In the entries that follow, which lines hold the string "CONTINUATION"? List them.

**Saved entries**
::::::::

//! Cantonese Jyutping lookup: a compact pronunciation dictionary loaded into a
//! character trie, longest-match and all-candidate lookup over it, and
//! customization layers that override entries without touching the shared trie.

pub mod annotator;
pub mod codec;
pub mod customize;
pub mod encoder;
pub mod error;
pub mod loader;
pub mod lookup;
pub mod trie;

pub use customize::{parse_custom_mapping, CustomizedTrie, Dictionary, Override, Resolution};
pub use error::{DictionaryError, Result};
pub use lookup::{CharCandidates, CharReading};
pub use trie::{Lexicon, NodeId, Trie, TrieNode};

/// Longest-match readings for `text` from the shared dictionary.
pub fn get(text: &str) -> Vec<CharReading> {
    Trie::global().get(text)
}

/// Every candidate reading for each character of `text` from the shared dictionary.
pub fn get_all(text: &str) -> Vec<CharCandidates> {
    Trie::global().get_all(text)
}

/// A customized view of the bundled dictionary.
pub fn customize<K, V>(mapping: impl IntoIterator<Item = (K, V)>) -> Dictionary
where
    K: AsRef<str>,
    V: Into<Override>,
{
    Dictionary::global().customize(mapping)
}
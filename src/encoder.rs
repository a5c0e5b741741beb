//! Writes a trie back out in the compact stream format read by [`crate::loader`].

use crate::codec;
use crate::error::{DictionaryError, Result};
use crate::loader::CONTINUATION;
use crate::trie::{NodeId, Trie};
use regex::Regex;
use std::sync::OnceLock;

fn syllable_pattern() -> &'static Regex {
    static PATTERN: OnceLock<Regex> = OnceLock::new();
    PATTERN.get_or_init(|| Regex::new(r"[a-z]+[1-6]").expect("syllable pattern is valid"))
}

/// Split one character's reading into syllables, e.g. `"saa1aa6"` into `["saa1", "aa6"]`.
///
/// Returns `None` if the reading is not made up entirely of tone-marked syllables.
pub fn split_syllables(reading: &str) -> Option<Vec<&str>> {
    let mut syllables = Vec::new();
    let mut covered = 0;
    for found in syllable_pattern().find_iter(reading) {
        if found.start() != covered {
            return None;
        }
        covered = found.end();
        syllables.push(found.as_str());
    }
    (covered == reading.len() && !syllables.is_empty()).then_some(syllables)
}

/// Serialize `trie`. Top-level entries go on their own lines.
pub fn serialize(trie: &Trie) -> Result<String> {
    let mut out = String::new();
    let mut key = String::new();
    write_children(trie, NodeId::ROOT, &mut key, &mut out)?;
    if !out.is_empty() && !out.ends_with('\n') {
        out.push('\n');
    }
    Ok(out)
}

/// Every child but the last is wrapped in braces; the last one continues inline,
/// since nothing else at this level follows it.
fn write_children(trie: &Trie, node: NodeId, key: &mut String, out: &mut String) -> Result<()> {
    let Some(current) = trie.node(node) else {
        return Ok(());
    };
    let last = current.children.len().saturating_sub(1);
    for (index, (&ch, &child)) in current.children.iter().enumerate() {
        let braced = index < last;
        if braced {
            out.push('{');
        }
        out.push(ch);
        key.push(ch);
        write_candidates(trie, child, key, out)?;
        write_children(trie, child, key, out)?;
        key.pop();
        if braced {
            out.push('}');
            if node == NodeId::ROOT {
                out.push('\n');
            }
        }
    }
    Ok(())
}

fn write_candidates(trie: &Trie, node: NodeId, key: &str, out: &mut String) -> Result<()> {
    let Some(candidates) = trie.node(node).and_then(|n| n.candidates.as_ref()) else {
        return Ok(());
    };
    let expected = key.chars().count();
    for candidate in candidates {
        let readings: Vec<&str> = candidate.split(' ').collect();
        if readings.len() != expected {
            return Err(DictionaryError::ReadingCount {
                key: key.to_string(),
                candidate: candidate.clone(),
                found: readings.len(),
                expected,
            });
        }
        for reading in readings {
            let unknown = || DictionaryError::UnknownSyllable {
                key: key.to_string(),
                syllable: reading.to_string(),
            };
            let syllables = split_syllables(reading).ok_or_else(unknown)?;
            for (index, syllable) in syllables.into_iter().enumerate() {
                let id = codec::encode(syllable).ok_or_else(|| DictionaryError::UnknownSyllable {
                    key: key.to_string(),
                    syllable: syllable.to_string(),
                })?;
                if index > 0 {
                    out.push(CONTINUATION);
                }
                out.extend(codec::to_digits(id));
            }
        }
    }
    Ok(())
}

::::::::

**Response box**
use crate::loader::CONTINUATION;
                    out.push(CONTINUATION);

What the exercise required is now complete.